Stored data

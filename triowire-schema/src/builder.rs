/******************************************************************************
   Author: Joaquín Béjar García
   Email: jb@taunais.com
   Date: 27/1/26
******************************************************************************/

//! Schema builder for fluent schema construction.
//!
//! The builder computes offsets from widths so a schema can be described as
//! an ordered list of `(name, width, kind)` triples, the same shape the
//! venue's layout tables use.

use crate::field::{FieldDescriptor, FieldKind, FillerDescriptor, Padding};
use crate::group::{EmbeddedBlock, RepeatingGroupDescriptor};
use crate::record::{Entry, RecordSchema};
use serde::{Deserialize, Serialize};
use std::fmt;
use std::str::FromStr;
use triowire_core::SchemaError;

/// Placement of the venue's per-field attribute byte.
#[derive(Debug, Clone, Copy, Default, PartialEq, Eq, Hash, Serialize, Deserialize)]
#[serde(rename_all = "kebab-case")]
pub enum AttributeLayout {
    /// Fields are packed back to back.
    #[default]
    Packed,
    /// Every data field is followed by a one-byte attribute slot.
    TrailingAttribute,
}

impl fmt::Display for AttributeLayout {
    fn fmt(&self, f: &mut fmt::Formatter<'_>) -> fmt::Result {
        match self {
            Self::Packed => write!(f, "packed"),
            Self::TrailingAttribute => write!(f, "trailing-attribute"),
        }
    }
}

impl FromStr for AttributeLayout {
    type Err = String;

    fn from_str(s: &str) -> Result<Self, Self::Err> {
        match s {
            "packed" => Ok(Self::Packed),
            "trailing-attribute" => Ok(Self::TrailingAttribute),
            _ => Err(format!("unknown attribute layout '{}'", s)),
        }
    }
}

/// Builder for a [`RecordSchema`].
#[derive(Debug, Clone)]
pub struct SchemaBuilder {
    /// Schema name.
    name: String,
    /// Attribute slot placement.
    layout: AttributeLayout,
    /// Entries added so far.
    entries: Vec<Entry>,
    /// Next free offset.
    offset: usize,
    /// Expected total length, if declared.
    declared_length: Option<usize>,
}

impl SchemaBuilder {
    /// Creates a new builder for a packed schema.
    ///
    /// # Arguments
    /// * `name` - The schema name
    #[must_use]
    pub fn new(name: impl Into<String>) -> Self {
        Self {
            name: name.into(),
            layout: AttributeLayout::Packed,
            entries: Vec::new(),
            offset: 0,
            declared_length: None,
        }
    }

    /// Sets the attribute slot placement for fields added afterwards.
    #[must_use]
    pub const fn with_layout(mut self, layout: AttributeLayout) -> Self {
        self.layout = layout;
        self
    }

    /// Declares the expected total length, checked by [`build`](Self::build).
    #[must_use]
    pub const fn declared_length(mut self, length: usize) -> Self {
        self.declared_length = Some(length);
        self
    }

    /// Appends a field with the kind's default padding.
    ///
    /// # Arguments
    /// * `name` - The field name
    /// * `width` - Data width in bytes, excluding any attribute slot
    /// * `kind` - The semantic kind
    #[must_use]
    pub fn field(self, name: impl Into<String>, width: usize, kind: FieldKind) -> Self {
        let padding = kind.default_padding();
        self.padded_field(name, width, kind, padding)
    }

    /// Appends a field with explicit padding.
    #[must_use]
    pub fn padded_field(
        mut self,
        name: impl Into<String>,
        width: usize,
        kind: FieldKind,
        padding: Padding,
    ) -> Self {
        let name = name.into();
        let attribute = match self.layout {
            AttributeLayout::TrailingAttribute => Some(format!("_{}", name)),
            AttributeLayout::Packed => None,
        };
        let field = FieldDescriptor::new(name, self.offset, width, kind).with_padding(padding);
        self.push(Entry::Field(field));
        if let Some(attribute) = attribute {
            self.push(Entry::Filler(FillerDescriptor::new(attribute, self.offset, 1)));
        }
        self
    }

    /// Appends reserved bytes.
    #[must_use]
    pub fn filler(mut self, name: impl Into<String>, width: usize) -> Self {
        let filler = FillerDescriptor::new(name, self.offset, width);
        self.push(Entry::Filler(filler));
        self
    }

    /// Appends a fixed-count repeating group.
    ///
    /// # Arguments
    /// * `name` - The group name
    /// * `schema` - Layout of one element
    /// * `count` - Number of elements
    #[must_use]
    pub fn group(mut self, name: impl Into<String>, schema: RecordSchema, count: usize) -> Self {
        let group = RepeatingGroupDescriptor::new(name, self.offset, schema, count);
        self.push(Entry::Group(group));
        self
    }

    /// Appends a block embedded once.
    #[must_use]
    pub fn block(mut self, name: impl Into<String>, schema: RecordSchema) -> Self {
        let block = EmbeddedBlock::new(name, self.offset, schema);
        self.push(Entry::Block(block));
        self
    }

    /// Returns the next free offset.
    #[must_use]
    pub const fn offset(&self) -> usize {
        self.offset
    }

    /// Builds and validates the schema.
    ///
    /// # Errors
    /// Returns a `SchemaError` if an entry is invalid, names collide, or the
    /// declared length differs from the computed one.
    pub fn build(self) -> Result<RecordSchema, SchemaError> {
        let schema = RecordSchema::new(self.name, self.entries)?;
        match self.declared_length {
            Some(declared) => schema.expect_length(declared),
            None => Ok(schema),
        }
    }

    fn push(&mut self, entry: Entry) {
        self.offset = self.offset.saturating_add(entry.length());
        self.entries.push(entry);
    }
}

#[cfg(test)]
mod tests {
    use super::*;

    #[test]
    fn test_builder_packed_offsets() {
        let schema = SchemaBuilder::new("quote")
            .field("code", 6, FieldKind::Text)
            .field("price", 7, FieldKind::Unsigned)
            .build()
            .unwrap();
        assert_eq!(schema.length(), 13);
        assert_eq!(schema.field("price").unwrap().offset, 6);
    }

    #[test]
    fn test_builder_trailing_attribute_slots() {
        let schema = SchemaBuilder::new("c1101InBlock")
            .with_layout(AttributeLayout::TrailingAttribute)
            .field("formlang", 1, FieldKind::any_code())
            .field("code", 6, FieldKind::Text)
            .build()
            .unwrap();

        assert_eq!(schema.length(), 9);
        let names: Vec<_> = schema.entries().iter().map(Entry::name).collect();
        assert_eq!(names, vec!["formlang", "_formlang", "code", "_code"]);
        assert_eq!(schema.field("code").unwrap().offset, 2);
    }

    #[test]
    fn test_builder_group_and_block() {
        let row = SchemaBuilder::new("row")
            .field("time", 6, FieldKind::Text)
            .field("qty", 2, FieldKind::Signed)
            .build()
            .unwrap();
        let schema = SchemaBuilder::new("composite")
            .block("header", row.clone())
            .group("rows", row, 20)
            .filler("reserved", 2)
            .declared_length(170)
            .build()
            .unwrap();
        assert_eq!(schema.length(), 170);
        assert_eq!(schema.entry("rows").map(Entry::offset), Some(8));
    }

    #[test]
    fn test_builder_declared_length_mismatch() {
        let err = SchemaBuilder::new("quote")
            .field("code", 6, FieldKind::Text)
            .declared_length(7)
            .build()
            .unwrap_err();
        assert!(matches!(err, SchemaError::LengthMismatch { computed: 6, .. }));
    }

    #[test]
    fn test_attribute_layout_from_str() {
        assert_eq!(
            "trailing-attribute".parse::<AttributeLayout>().unwrap(),
            AttributeLayout::TrailingAttribute
        );
        assert!("dense".parse::<AttributeLayout>().is_err());
    }
}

▶ [What you will do] Please give an exact copy of the entries above, from the line with "if let Some(attribute)" down to the line with "let filler = FillerDescriptor::new(name, self.offset, width);", inclusive, and nothing else.

▶ [Output for this exercise]
        if let Some(attribute) = attribute {
            self.push(Entry::Filler(FillerDescriptor::new(attribute, self.offset, 1)));
        }
        self
    }

    /// Appends reserved bytes.
    #[must_use]
    pub fn filler(mut self, name: impl Into<String>, width: usize) -> Self {
        let filler = FillerDescriptor::new(name, self.offset, width);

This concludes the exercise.